WASHINGTON — The competition for the moon between the Unites States and China is being closely watched by the Defense Department as the military expects to play a role protecting U.S. access to cislunar space.

              General Steven Butow

One concern for the Pentagon is the possibility that China establishes a presence on the moon before the United States and tries to set the international rules of behavior in space, said Brig. Gen. Steven Butow, director of the space portfolio at the Defense Innovation Unit.

DIU is a Defense Department organization based in Silicon Valley that works with commercial vendors developing technologies relevant to national security.

“Competition is a good thing, but hopefully there’ll be opportunities for cooperative uses of space,” Butow said on Wednesday at the Ascend virtual conference hosted by the American Institute of Aeronautics and Astronautics.

Laws are set by precedent, said Butow.
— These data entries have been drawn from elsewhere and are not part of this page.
//! # Context Assembler
//!
//! Builds the bounded, immutable input handed to the classifier: the entity,
//! the label catalog, global instructions, a size-capped diff summary and any
//! configured context files.
//!
//! Context files are best-effort. A file that cannot be fetched is skipped and
//! recorded as a [`ContextWarning`]; it never fails the run.

use std::path::{Component, Path, PathBuf};

use async_trait::async_trait;
use serde::Serialize;
use tracing::{debug, warn};

use crate::catalog::LabelCatalog;
use crate::entity::{DiffSummary, FileChange, FileDiffSummary, TargetEntity};
use crate::errors::{LabelerError, LabelerResult};

/// Instruction given to the classifier on every call.
pub const DECISION_CONTRACT: &str =
    "Return the subset of catalog label names that apply to this item. The subset may be empty.";

/// Default cap on the serialized diff summary, in characters.
pub const DEFAULT_MAX_DIFF_CHARS: usize = 20_000;

/// Default cap on each context file, in characters.
pub const DEFAULT_MAX_CONTEXT_FILE_CHARS: usize = 10_000;

/// Rough per-file cost of the summary line, on top of the path.
const FILE_ENTRY_OVERHEAD: usize = 32;

/// Source of repository file contents.
#[async_trait]
pub trait ContextSource: Send + Sync {
    /// Fetch a file by repository-relative path. `Ok(None)` means it does not exist.
    async fn fetch(&self, path: &str) -> LabelerResult<Option<String>>;
}

/// Reads context files from a checked-out repository.
#[derive(Debug, Clone)]
pub struct FsContextSource {
    root: PathBuf,
}

impl FsContextSource {
    pub fn new(root: impl Into<PathBuf>) -> Self {
        Self { root: root.into() }
    }
}

#[async_trait]
impl ContextSource for FsContextSource {
    async fn fetch(&self, path: &str) -> LabelerResult<Option<String>> {
        if !is_repo_relative(path) {
            return Err(LabelerError::config(format!(
                "context file '{path}' must be relative to the repository root"
            )));
        }

        match tokio::fs::read_to_string(self.root.join(path)).await {
            Ok(content) => Ok(Some(content)),
            Err(e) if e.kind() == std::io::ErrorKind::NotFound => Ok(None),
            Err(e) => Err(e.into()),
        }
    }
}

/// Whether a path stays inside the directory it is joined onto.
fn is_repo_relative(path: &str) -> bool {
    Path::new(path)
        .components()
        .all(|c| matches!(c, Component::Normal(_) | Component::CurDir))
}

/// Size bounds applied while assembling.
#[derive(Debug, Clone, Copy, PartialEq, Eq)]
pub struct AssemblyLimits {
    /// Cap on the diff summary, in characters
    pub max_diff_chars: usize,
    /// Cap on each context file, in characters
    pub max_context_file_chars: usize,
    /// Whether patch hunks are included in the diff summary
    pub include_patches: bool,
}

impl Default for AssemblyLimits {
    fn default() -> Self {
        Self {
            max_diff_chars: DEFAULT_MAX_DIFF_CHARS,
            max_context_file_chars: DEFAULT_MAX_CONTEXT_FILE_CHARS,
            include_patches: true,
        }
    }
}

/// A repository file included as context.
#[derive(Debug, Clone, PartialEq, Eq, Serialize)]
pub struct ContextFile {
    pub path: String,
    pub content: String,
    pub truncated: bool,
}

/// A context file that could not be included.
#[derive(Debug, Clone, PartialEq, Eq, Serialize)]
pub struct ContextWarning {
    pub path: String,
    pub reason: String,
}

impl std::fmt::Display for ContextWarning {
    fn fmt(&self, f: &mut std::fmt::Formatter<'_>) -> std::fmt::Result {
        write!(f, "context file '{}' skipped: {}", self.path, self.reason)
    }
}

/// Immutable snapshot passed to the classifier.
#[derive(Debug, Clone, Serialize)]
pub struct ClassificationContext {
    pub entity: TargetEntity,
    pub catalog: LabelCatalog,
    pub global_instructions: Option<String>,
    /// Present for pull requests only
    pub diff: Option<DiffSummary>,
    /// In configured order
    pub context_files: Vec<ContextFile>,
    pub warnings: Vec<ContextWarning>,
}

impl ClassificationContext {
    pub fn contract(&self) -> &'static str {
        DECISION_CONTRACT
    }
}

/// Assembles [`ClassificationContext`] values.
pub struct ContextAssembler<S> {
    source: S,
    limits: AssemblyLimits,
}

impl<S: ContextSource> ContextAssembler<S> {
    pub fn new(source: S, limits: AssemblyLimits) -> Self {
        Self { source, limits }
    }

    /// Build the context for one entity.
    pub async fn assemble(
        &self,
        entity: TargetEntity,
        catalog: LabelCatalog,
        context_file_specs: &[String],
        global_instructions: Option<&str>,
    ) -> ClassificationContext {
        let diff = entity
            .is_pull_request()
            .then(|| summarize_diff(&entity.files, &self.limits));

        if let Some(diff) = &diff {
            debug!(
                files = diff.total_files,
                included = diff.files.len(),
                partial = diff.partial,
                "Summarized pull request diff"
            );
        }

        let mut context_files = Vec::with_capacity(context_file_specs.len());
        let mut warnings = Vec::new();

        for path in context_file_specs {
            match self.source.fetch(path).await {
                Ok(Some(content)) => {
                    let (content, truncated) =
                        truncate_str(&content, self.limits.max_context_file_chars);
                    context_files.push(ContextFile {
                        path: path.clone(),
                        content,
                        truncated,
                    });
                }
                Ok(None) => {
                    warn!(path = %path, "Context file not found");
                    warnings.push(ContextWarning {
                        path: path.clone(),
                        reason: "not found".to_string(),
                    });
                }
                Err(e) => {
                    warn!(path = %path, error = %e, "Failed to read context file");
                    warnings.push(ContextWarning {
                        path: path.clone(),
                        reason: e.to_string(),
                    });
                }
            }
        }

        ClassificationContext {
            entity,
            catalog,
            global_instructions: global_instructions.map(str::to_string),
            diff,
            context_files,
            warnings,
        }
    }
}

/// Compress changed files into a summary capped at `max_diff_chars`.
///
/// Files are kept in source order. Once the cap is hit the remaining files
/// are counted in `omitted_files` and the summary is marked partial.
pub fn summarize_diff(files: &[FileChange], limits: &AssemblyLimits) -> DiffSummary {
    let mut summary = DiffSummary {
        total_files: files.len(),
        total_additions: files.iter().map(|f| u64::from(f.additions)).sum(),
        total_deletions: files.iter().map(|f| u64::from(f.deletions)).sum(),
        ..DiffSummary::default()
    };

    let mut remaining = limits.max_diff_chars;

    for (i, file) in files.iter().enumerate() {
        let entry_cost = file.path.chars().count() + FILE_ENTRY_OVERHEAD;
        if entry_cost > remaining {
            summary.omitted_files = files.len() - i;
            summary.partial = true;
            break;
        }
        remaining -= entry_cost;

        let patch = match (&file.patch, limits.include_patches) {
            (Some(patch), true) => {
                let cut = char_prefix(patch, remaining);
                if cut.len() < patch.len() {
                    summary.partial = true;
                }
                remaining -= cut.chars().count();
                (!cut.is_empty()).then(|| cut.to_string())
            }
            _ => None,
        };

        summary.files.push(FileDiffSummary {
            path: file.path.clone(),
            status: file.status.clone(),
            additions: file.additions,
            deletions: file.deletions,
            patch,
        });
    }

    summary
}

/// Longest prefix of `text` holding at most `max_chars` characters.
pub(crate) fn char_prefix(text: &str, max_chars: usize) -> &str {
    match text.char_indices().nth(max_chars) {
        Some((end, _)) => &text[..end],
        None => text,
    }
}

/// Cut `text` to at most `max_chars` characters.
fn truncate_str(text: &str, max_chars: usize) -> (String, bool) {
    let cut = char_prefix(text, max_chars);
    (cut.to_string(), cut.len() < text.len())
}
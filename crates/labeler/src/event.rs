//! Trigger resolution: which repository and which issue/PR a run targets.

use std::fmt;
use std::path::Path;
use std::str::FromStr;

use serde::Serialize;
use serde_json::Value;
use tracing::debug;

use crate::errors::{LabelerError, LabelerResult};

/// An `owner/repo` pair.
#[derive(Debug, Clone, PartialEq, Eq, Serialize)]
pub struct Repository {
    pub owner: String,
    pub name: String,
}

impl FromStr for Repository {
    type Err = LabelerError;

    fn from_str(slug: &str) -> Result<Self, Self::Err> {
        let slug = slug.trim();
        match slug.split_once('/') {
            Some((owner, name))
                if !owner.is_empty() && !name.is_empty() && !name.contains('/') =>
            {
                Ok(Self {
                    owner: owner.to_string(),
                    name: name.to_string(),
                })
            }
            _ => Err(event_error(format!(
                "repository must be in 'owner/repo' form, got '{slug}'"
            ))),
        }
    }
}

impl fmt::Display for Repository {
    fn fmt(&self, f: &mut fmt::Formatter<'_>) -> fmt::Result {
        write!(f, "{}/{}", self.owner, self.name)
    }
}

/// Resolved target of a run.
#[derive(Debug, Clone, PartialEq, Eq)]
pub struct EventTarget {
    pub repository: Repository,
    pub number: u64,
}

impl EventTarget {
    /// Resolve the target from run inputs.
    ///
    /// An explicit `number` wins; otherwise the number is read from the event
    /// payload at `event_path`.
    pub fn resolve(
        repository: &str,
        number: Option<u64>,
        event_path: Option<&Path>,
    ) -> LabelerResult<Self> {
        let repository = repository.parse()?;
        let number = match (number, event_path) {
            (Some(number), _) => number,
            (None, Some(path)) => number_from_event_file(path)?,
            (None, None) => {
                return Err(event_error(
                    "no issue/PR number given and no event payload to read it from",
                ));
            }
        };

        if number == 0 {
            return Err(event_error("issue/PR number must be positive"));
        }

        Ok(Self { repository, number })
    }
}

/// Read the issue/PR number from a webhook event payload file.
pub fn number_from_event_file(path: &Path) -> LabelerResult<u64> {
    let raw = std::fs::read_to_string(path).map_err(|e| {
        event_error(format!("failed to read event payload {}: {e}", path.display()))
    })?;
    let payload: Value = serde_json::from_str(&raw).map_err(|e| {
        event_error(format!("event payload {} is not JSON: {e}", path.display()))
    })?;

    let number = number_from_event(&payload)?;
    debug!(path = %path.display(), number, "Resolved number from event payload");
    Ok(number)
}

/// Find the number in an event payload: top-level `number`, then
/// `pull_request.number`, then `issue.number`.
pub fn number_from_event(payload: &Value) -> LabelerResult<u64> {
    ["/number", "/pull_request/number", "/issue/number"]
        .iter()
        .find_map(|pointer| payload.pointer(pointer).and_then(Value::as_u64))
        .ok_or_else(|| event_error("event payload has no issue or pull request number"))
}

fn event_error(reason: impl Into<String>) -> LabelerError {
    LabelerError::Event {
        reason: reason.into(),
    }
}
What nations do in space will frame any future international space law, he added. “One of the things we don’t want is to let our competitors and adversaries go out and establish the precedent of how things are going to be done in the solar system, starting with the moon.”

      Brent Sherwood

The issue was raised in a “state of the space industrial base” report published last month by DIU, the Air Force Research Laboratory and the U.S. Space Force.

“As space activities expand beyond geosynchronous orbit, the first nation to establish transportation infrastructure and logistics capabilities serving GEO and cislunar space will have superior ability to exercise control of cislunar space and in particular the Lagrange points and the resources of the moon,” the report said.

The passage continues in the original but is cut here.